On ne reviendra pas en arrière, et ce n’est pas souhaitable. Il faut vivre avec son temps, avec cette vitesse, et même cette violence, mais la domestiquer. Développer un esprit critique qui sache faire le tri et enquêter toujours plus vite. Nous sommes en train d’apprendre.

Le temps de s’adapter, des propagandistes se jouent tous les jours de journalistes non spécialisés ou non formés, à qui l’on demande de traiter de tout en un temps précaire, et qui souvent se noient ou se font embarquer dès qu’on leur propose un story telling, un récit tout lisse, une histoire toute faite… Même si elle est fabriquée.

Nous vivons une époque où le parti le plus politicien de France, le plus cynique, le plus népotique, le moins transparent, le plus intolérant à la critique et à la liberté de la presse, donne des leçons de démocratie, de liberté d’expression, de « mains propres » et « tête haute » à tous les autres, sur toutes les chaînes.

Nous vivons à une époque où des antisémites peuvent passer pour des antiracistes, des Ripostes racistes pour des Ripostes laïques, des souverainistes défendre le droit à l’ingérence de la Russie, des progressistes protéger l’obscurantisme de la critique… À une époque où des complotistes paranoïaques passent pour les diseurs de vérité, et les journalistes pour des menteurs.

Protéger la démocratie des anti-démocrates

Comment lutter contre ces faux-semblants quand on est journaliste sans être aussitôt accusés de défendre le « système », l’invective préférée des anti-démocrates ?

Il faut assumer. Le rôle des corps intermédiaires est de protéger le système démocratique, c’est-à-dire l’intérêt de tous, contre ceux qui veulent le renverser dans leur intérêt.

Les médias ne doivent pas s’aligner sur Internet et devenir d’immenses forums du pour et du contre, du tout et du rien. Le journaliste n’a pas à devenir un simple animateur, pas même un arbitre, un simple métronome, presque une horloge. Cinq minutes pour les experts et cinq minutes ceux qui n’y connaissent rien. Cinq minutes pour les démocrates et cinq minutes pour les anti-démocrates.

À ce rythme, de fausses mesures en demi-mesures, le respect de la démocratie ne sera plus qu’une opinion… Avant de devenir une option.

D’où l’importance d’hésiter avant d’offrir des tribunes, des mégaphones, des paillassons aux propagandistes haineux, racistes, intégristes ou totalitaires, candidats à rien, si ce n’est à prospérer sur le fumier qu’ils sèment.

Un journalisme citoyen

Face à eux, il y a du sens à refuser le journalisme neutre du relativisme, du renoncement, et de la paresse intellectuelle.

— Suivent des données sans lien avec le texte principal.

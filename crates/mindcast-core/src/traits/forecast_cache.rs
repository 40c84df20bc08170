use crate::models::{Forecast, ForecastKey, UserId};

/// Keyed forecast cache. Freshness is judged by the engine against
/// `Forecast::expires_at`; `ttl` lets a backend evict on its own schedule.
pub trait IForecastCache: Send + Sync {
    fn get(&self, key: &ForecastKey) -> Option<Forecast>;
    fn set(&self, key: ForecastKey, forecast: Forecast, ttl: std::time::Duration);
    fn invalidate_user(&self, user_id: UserId);
}
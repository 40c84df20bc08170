//! v003: correlation_patterns, one row per crossed threshold.

use rusqlite::Connection;

use mindcast_core::errors::MindcastResult;

use crate::to_storage_err;

pub fn migrate(conn: &Connection) -> MindcastResult<()> {
    conn.execute_batch(
        "
        CREATE TABLE IF NOT EXISTS correlation_patterns (
            pattern_id           INTEGER PRIMARY KEY AUTOINCREMENT,
            user_id              INTEGER NOT NULL,
            pattern_type         TEXT NOT NULL,
            pattern_subtype      TEXT NOT NULL,
            primary_type         TEXT NOT NULL,
            related_type         TEXT NOT NULL,
            correlation_type     TEXT NOT NULL,
            level                TEXT NOT NULL,
            threshold            INTEGER NOT NULL,
            occurrence_count     INTEGER NOT NULL,
            average_strength     REAL NOT NULL,
            average_time_offset  REAL NOT NULL,
            confidence_score     REAL NOT NULL,
            first_detected       TEXT NOT NULL,
            last_detected        TEXT NOT NULL,
            UNIQUE (user_id, pattern_subtype, correlation_type, threshold)
        );

        CREATE INDEX IF NOT EXISTS idx_patterns_user ON correlation_patterns(user_id);
        ",
    )
    .map_err(|e| to_storage_err(e.to_string()))?;
    Ok(())
}
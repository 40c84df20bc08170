//! In-memory stores with the same contracts as the SQLite backend.

use std::collections::BTreeSet;
use std::sync::atomic::{AtomicBool, AtomicU64, Ordering};
use std::sync::{Mutex, RwLock};

use chrono::{DateTime, Utc};
use mindcast_core::errors::{MindcastResult, StoreError};
use mindcast_core::models::{
    AiCorrelation, Correlation, CorrelationFilter, CorrelationPattern, DateRange, Episode,
    EpisodeId, UpsertOutcome, UserId,
};
use mindcast_core::traits::{ICorrelationStore, IEpisodeStore};

#[derive(Debug)]
pub struct InMemoryEpisodeStore {
    episodes: RwLock<Vec<Episode>>,
    next_id: AtomicU64,
    fail: AtomicBool,
}

impl Default for InMemoryEpisodeStore {
    fn default() -> Self {
        Self::new()
    }
}

impl InMemoryEpisodeStore {
    pub fn new() -> Self {
        Self {
            episodes: RwLock::new(Vec::new()),
            next_id: AtomicU64::new(1),
            fail: AtomicBool::new(false),
        }
    }

    /// Store an episode, assigning an id when it has none. Returns the id.
    pub fn record(&self, mut episode: Episode) -> EpisodeId {
        if episode.episode_id == 0 {
            episode.episode_id = self.next_id.fetch_add(1, Ordering::SeqCst);
        }
        let id = episode.episode_id;
        self.episodes.write().unwrap().push(episode);
        id
    }

    pub fn all(&self) -> Vec<Episode> {
        self.episodes.read().unwrap().clone()
    }

    /// Make every call fail with a backend error.
    pub fn fail_all(&self) {
        self.fail.store(true, Ordering::SeqCst);
    }

    fn check(&self) -> MindcastResult<()> {
        if self.fail.load(Ordering::SeqCst) {
            return Err(StoreError::Backend {
                message: "episode store offline".to_string(),
            }
            .into());
        }
        Ok(())
    }
}

impl IEpisodeStore for InMemoryEpisodeStore {
    fn get_episode(&self, id: EpisodeId) -> MindcastResult<Option<Episode>> {
        self.check()?;
        Ok(self
            .episodes
            .read()
            .unwrap()
            .iter()
            .find(|e| e.episode_id == id)
            .cloned())
    }

    fn get_episodes(&self, user_id: UserId, range: DateRange) -> MindcastResult<Vec<Episode>> {
        self.check()?;
        let mut found: Vec<Episode> = self
            .episodes
            .read()
            .unwrap()
            .iter()
            .filter(|e| e.user_id == user_id && range.contains(e.episode_date))
            .cloned()
            .collect();
        found.sort_by_key(|e| (e.episode_date, e.episode_id));
        Ok(found)
    }

    fn count_episodes(&self, user_id: UserId) -> MindcastResult<u64> {
        self.check()?;
        Ok(self
            .episodes
            .read()
            .unwrap()
            .iter()
            .filter(|e| e.user_id == user_id)
            .count() as u64)
    }

    fn active_users(&self, since: DateTime<Utc>) -> MindcastResult<Vec<UserId>> {
        self.check()?;
        let users: BTreeSet<UserId> = self
            .episodes
            .read()
            .unwrap()
            .iter()
            .filter(|e| e.episode_date >= since)
            .map(|e| e.user_id)
            .collect();
        Ok(users.into_iter().collect())
    }
}

#[derive(Debug, Default)]
pub struct InMemoryCorrelationStore {
    correlations: Mutex<Vec<Correlation>>,
    patterns: Mutex<Vec<CorrelationPattern>>,
    ai: Mutex<Vec<AiCorrelation>>,
    next_id: AtomicU64,
}

impl InMemoryCorrelationStore {
    pub fn new() -> Self {
        Self::default()
    }

    pub fn correlations(&self) -> Vec<Correlation> {
        self.correlations.lock().unwrap().clone()
    }

    pub fn patterns(&self) -> Vec<CorrelationPattern> {
        self.patterns.lock().unwrap().clone()
    }

    pub fn ai_correlations(&self) -> Vec<AiCorrelation> {
        self.ai.lock().unwrap().clone()
    }

    /// Insert a row directly, bypassing the engine.
    pub fn seed(&self, mut correlation: Correlation) -> u64 {
        let id = self.next_id.fetch_add(1, Ordering::SeqCst) + 1;
        correlation.correlation_id = Some(id);
        self.correlations.lock().unwrap().push(correlation);
        id
    }
}

impl ICorrelationStore for InMemoryCorrelationStore {
    fn find_by_pair(
        &self,
        user_id: UserId,
        a: EpisodeId,
        b: EpisodeId,
    ) -> MindcastResult<Option<Correlation>> {
        Ok(self
            .correlations
            .lock()
            .unwrap()
            .iter()
            .find(|c| c.user_id == user_id && c.links(a, b))
            .cloned())
    }

    fn upsert_correlation(&self, correlation: &Correlation) -> MindcastResult<UpsertOutcome> {
        let mut rows = self.correlations.lock().unwrap();
        if let Some(row) = rows.iter_mut().find(|c| {
            c.user_id == correlation.user_id
                && c.links(correlation.primary_episode_id, correlation.related_episode_id)
        }) {
            row.correlation_type = correlation.correlation_type;
            row.time_offset_hours = correlation.time_offset_hours;
            row.correlation_strength = correlation.correlation_strength;
            row.confidence_score = correlation.confidence_score;
            row.factors = correlation.factors.clone();
            let id = row.correlation_id.unwrap_or_default();
            return Ok(UpsertOutcome::Updated(id));
        }
        let id = self.next_id.fetch_add(1, Ordering::SeqCst) + 1;
        let mut row = correlation.clone();
        row.correlation_id = Some(id);
        rows.push(row);
        Ok(UpsertOutcome::Inserted(id))
    }

    fn correlations_between_types(
        &self,
        user_id: UserId,
        primary_type: &str,
        related_type: &str,
    ) -> MindcastResult<Vec<Correlation>> {
        Ok(self
            .correlations
            .lock()
            .unwrap()
            .iter()
            .filter(|c| {
                c.user_id == user_id && c.primary_type == primary_type && c.related_type == related_type
            })
            .cloned()
            .collect())
    }

    fn correlations_for_user(
        &self,
        user_id: UserId,
        filter: &CorrelationFilter,
    ) -> MindcastResult<Vec<Correlation>> {
        let mut rows: Vec<Correlation> = self
            .correlations
            .lock()
            .unwrap()
            .iter()
            .filter(|c| c.user_id == user_id)
            .filter(|c| filter.min_strength.map_or(true, |m| c.correlation_strength >= m))
            .filter(|c| filter.discovered_since.map_or(true, |s| c.discovered_date >= s))
            .cloned()
            .collect();
        rows.sort_by(|a, b| b.correlation_strength.total_cmp(&a.correlation_strength));
        if let Some(limit) = filter.limit {
            rows.truncate(limit);
        }
        Ok(rows)
    }

    fn insert_pattern_if_absent(&self, pattern: &CorrelationPattern) -> MindcastResult<bool> {
        let mut rows = self.patterns.lock().unwrap();
        let exists = rows.iter().any(|p| {
            p.user_id == pattern.user_id
                && p.pattern_subtype == pattern.pattern_subtype
                && p.correlation_type == pattern.correlation_type
                && p.threshold == pattern.threshold
        });
        if exists {
            return Ok(false);
        }
        let mut row = pattern.clone();
        row.pattern_id = Some(rows.len() as u64 + 1);
        rows.push(row);
        Ok(true)
    }

    fn patterns_for_user(&self, user_id: UserId) -> MindcastResult<Vec<CorrelationPattern>> {
        Ok(self
            .patterns
            .lock()
            .unwrap()
            .iter()
            .filter(|p| p.user_id == user_id)
            .cloned()
            .collect())
    }

    fn save_ai_correlation(&self, correlation: &AiCorrelation) -> MindcastResult<()> {
        self.ai.lock().unwrap().push(correlation.clone());
        Ok(())
    }

    fn delete_weak_correlations(
        &self,
        max_strength: f64,
        older_than: DateTime<Utc>,
    ) -> MindcastResult<u64> {
        let mut rows = self.correlations.lock().unwrap();
        let before = rows.len();
        rows.retain(|c| !(c.correlation_strength < max_strength && c.discovered_date < older_than));
        Ok((before - rows.len()) as u64)
    }
}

Plus l’époque est troublée, plus elle demande de repousser les fausses équivalences, de hiérarchiser, de contextualiser, de rappeler la profondeur historique, d’élargir l’horizon grâce à l’international.

Cela ne veut surtout pas dire tomber dans le piège de l’expertise élitiste, déconnectée ou ennuyeuse. Elle aussi peut être trompeuse… Déguiser ses angles morts derrière une étiquette universitaire, et même ses positions de lobbyiste sous le vernis bien propre d’un Centre de recherche privé.

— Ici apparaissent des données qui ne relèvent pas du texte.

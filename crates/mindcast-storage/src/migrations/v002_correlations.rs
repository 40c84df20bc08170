//! v002: correlations, one row per unordered episode pair.

use rusqlite::Connection;

use mindcast_core::errors::MindcastResult;

use crate::to_storage_err;

pub fn migrate(conn: &Connection) -> MindcastResult<()> {
    conn.execute_batch(
        "
        CREATE TABLE IF NOT EXISTS correlations (
            correlation_id        INTEGER PRIMARY KEY AUTOINCREMENT,
            user_id               INTEGER NOT NULL,
            primary_episode_id    INTEGER NOT NULL,
            primary_type          TEXT NOT NULL,
            related_episode_id    INTEGER NOT NULL,
            related_type          TEXT NOT NULL,
            correlation_type      TEXT NOT NULL,
            time_offset_hours     REAL NOT NULL,
            correlation_strength  REAL NOT NULL,
            confidence_score      REAL NOT NULL,
            factors               TEXT NOT NULL DEFAULT '[]',
            discovered_date       TEXT NOT NULL,
            pair_low              INTEGER NOT NULL,
            pair_high             INTEGER NOT NULL
        );

        CREATE UNIQUE INDEX IF NOT EXISTS idx_correlations_pair ON correlations(pair_low, pair_high);
        CREATE INDEX IF NOT EXISTS idx_correlations_types
            ON correlations(user_id, primary_type, related_type);
        CREATE INDEX IF NOT EXISTS idx_correlations_strength
            ON correlations(correlation_strength, discovered_date);
        ",
    )
    .map_err(|e| to_storage_err(e.to_string()))?;
    Ok(())
}
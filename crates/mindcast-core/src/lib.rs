//! # mindcast-core
//!
//! Foundation crate for the Mindcast correlation and forecast engines.
//! Defines the data model, collaborator traits, errors, config, and constants.
//! Every other crate in the workspace depends on this.

pub mod clock;
pub mod config;
pub mod constants;
pub mod errors;
pub mod events;
pub mod external;
pub mod models;
pub mod registry;
pub mod traits;

// Re-export the most commonly used types at the crate root.
pub use clock::SystemClock;
pub use config::MindcastConfig;
pub use errors::{MindcastError, MindcastResult};
pub use events::{EngineEvent, EventBus};
pub use models::{
    Correlation, CorrelationType, Episode, EpisodeId, Forecast, ForecastOutcome, ForecastWindow,
    MembershipTier, RiskLevel, UserId,
};
pub use registry::ContributorRegistry;
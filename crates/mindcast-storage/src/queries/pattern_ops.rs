//! Correlation pattern rows.

use rusqlite::{params, Connection, Row};

use mindcast_core::errors::MindcastResult;
use mindcast_core::models::{CorrelationPattern, CorrelationType, PatternLevel, UserId};

use super::{invalid_row, parse_ts, to_sql_id, ts};
use crate::to_storage_err;

const TABLE: &str = "correlation_patterns";

/// Insert unless (user, subtype, correlation type, threshold) already exists.
/// Relies on the table's UNIQUE constraint, so concurrent writers cannot
/// record the same threshold twice.
pub fn insert_pattern_if_absent(
    conn: &Connection,
    pattern: &CorrelationPattern,
) -> MindcastResult<bool> {
    let changed = conn
        .execute(
            "INSERT OR IGNORE INTO correlation_patterns (user_id, pattern_type, pattern_subtype,
                 primary_type, related_type, correlation_type, level, threshold,
                 occurrence_count, average_strength, average_time_offset, confidence_score,
                 first_detected, last_detected)
             VALUES (?1, ?2, ?3, ?4, ?5, ?6, ?7, ?8, ?9, ?10, ?11, ?12, ?13, ?14)",
            params![
                to_sql_id(pattern.user_id)?,
                pattern.pattern_type,
                pattern.pattern_subtype,
                pattern.primary_type,
                pattern.related_type,
                pattern.correlation_type.as_str(),
                pattern.level.as_str(),
                pattern.threshold,
                pattern.occurrence_count,
                pattern.average_strength,
                pattern.average_time_offset,
                pattern.confidence_score,
                ts(pattern.first_detected),
                ts(pattern.last_detected),
            ],
        )
        .map_err(|e| to_storage_err(e.to_string()))?;
    Ok(changed > 0)
}

pub fn patterns_for_user(
    conn: &Connection,
    user_id: UserId,
) -> MindcastResult<Vec<CorrelationPattern>> {
    let mut stmt = conn
        .prepare_cached(
            "SELECT pattern_id, user_id, pattern_type, pattern_subtype, primary_type,
                 related_type, correlation_type, level, threshold, occurrence_count,
                 average_strength, average_time_offset, confidence_score,
                 first_detected, last_detected
             FROM correlation_patterns
             WHERE user_id = ?1
             ORDER BY pattern_id",
        )
        .map_err(|e| to_storage_err(e.to_string()))?;
    let rows = stmt
        .query_map(params![to_sql_id(user_id)?], read_row)
        .map_err(|e| to_storage_err(e.to_string()))?;

    let mut patterns = Vec::new();
    for row in rows {
        let raw = row.map_err(|e| to_storage_err(e.to_string()))?;
        patterns.push(raw.into_pattern()?);
    }
    Ok(patterns)
}

fn parse_level(raw: &str) -> Option<PatternLevel> {
    [
        PatternLevel::Emerging,
        PatternLevel::Established,
        PatternLevel::Strong,
        PatternLevel::Persistent,
    ]
    .into_iter()
    .find(|l| l.as_str() == raw)
}

struct RawPattern {
    pattern_id: i64,
    user_id: i64,
    pattern_type: String,
    pattern_subtype: String,
    primary_type: String,
    related_type: String,
    correlation_type: String,
    level: String,
    threshold: u32,
    occurrence_count: u32,
    average_strength: f64,
    average_time_offset: f64,
    confidence_score: f64,
    first_detected: String,
    last_detected: String,
}

impl RawPattern {
    fn into_pattern(self) -> MindcastResult<CorrelationPattern> {
        let correlation_type: CorrelationType = self
            .correlation_type
            .parse()
            .map_err(|e| invalid_row(TABLE, format!("row {}: {e}", self.pattern_id)))?;
        let level = parse_level(&self.level).ok_or_else(|| {
            invalid_row(TABLE, format!("row {}: unknown level {:?}", self.pattern_id, self.level))
        })?;
        Ok(CorrelationPattern {
            pattern_id: Some(self.pattern_id as u64),
            user_id: self.user_id as UserId,
            pattern_type: self.pattern_type,
            pattern_subtype: self.pattern_subtype,
            primary_type: self.primary_type,
            related_type: self.related_type,
            correlation_type,
            level,
            threshold: self.threshold,
            occurrence_count: self.occurrence_count,
            average_strength: self.average_strength,
            average_time_offset: self.average_time_offset,
            confidence_score: self.confidence_score,
            first_detected: parse_ts(TABLE, &self.first_detected)?,
            last_detected: parse_ts(TABLE, &self.last_detected)?,
        })
    }
}

fn read_row(row: &Row<'_>) -> rusqlite::Result<RawPattern> {
    Ok(RawPattern {
        pattern_id: row.get(0)?,
        user_id: row.get(1)?,
        pattern_type: row.get(2)?,
        pattern_subtype: row.get(3)?,
        primary_type: row.get(4)?,
        related_type: row.get(5)?,
        correlation_type: row.get(6)?,
        level: row.get(7)?,
        threshold: row.get(8)?,
        occurrence_count: row.get(9)?,
        average_strength: row.get(10)?,
        average_time_offset: row.get(11)?,
        confidence_score: row.get(12)?,
        first_detected: row.get(13)?,
        last_detected: row.get(14)?,
    })
}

Parfois, enfin, il faut recevoir les propagandistes et les démagogues. S’ils représentent un courant de l’opinion si fort qu’il ne sert à rien de l’ignorer, qu’il vaut mieux l’entendre et le confronter. Au titre du pluralisme et des règles imposées par le CSA lorsqu’ils ont l’intelligence de former des partis profitant des largesses de la démocratie pour mieux la combattre de l’intérieur.

Mais alors il faut travailler plus. Penser des dispositifs, faits de présentations serrées, d’intervieweurs polis, de coéquipiers sourcilleux et de personnes chargées de vérifier chaque fait ou chaque chiffre en régie.

Cela suppose des temps, des moyens et beaucoup d’énergie. Mais cette énergie, c’est ce qui différencie le journalisme du spectacle. Et le débat de la débâcle.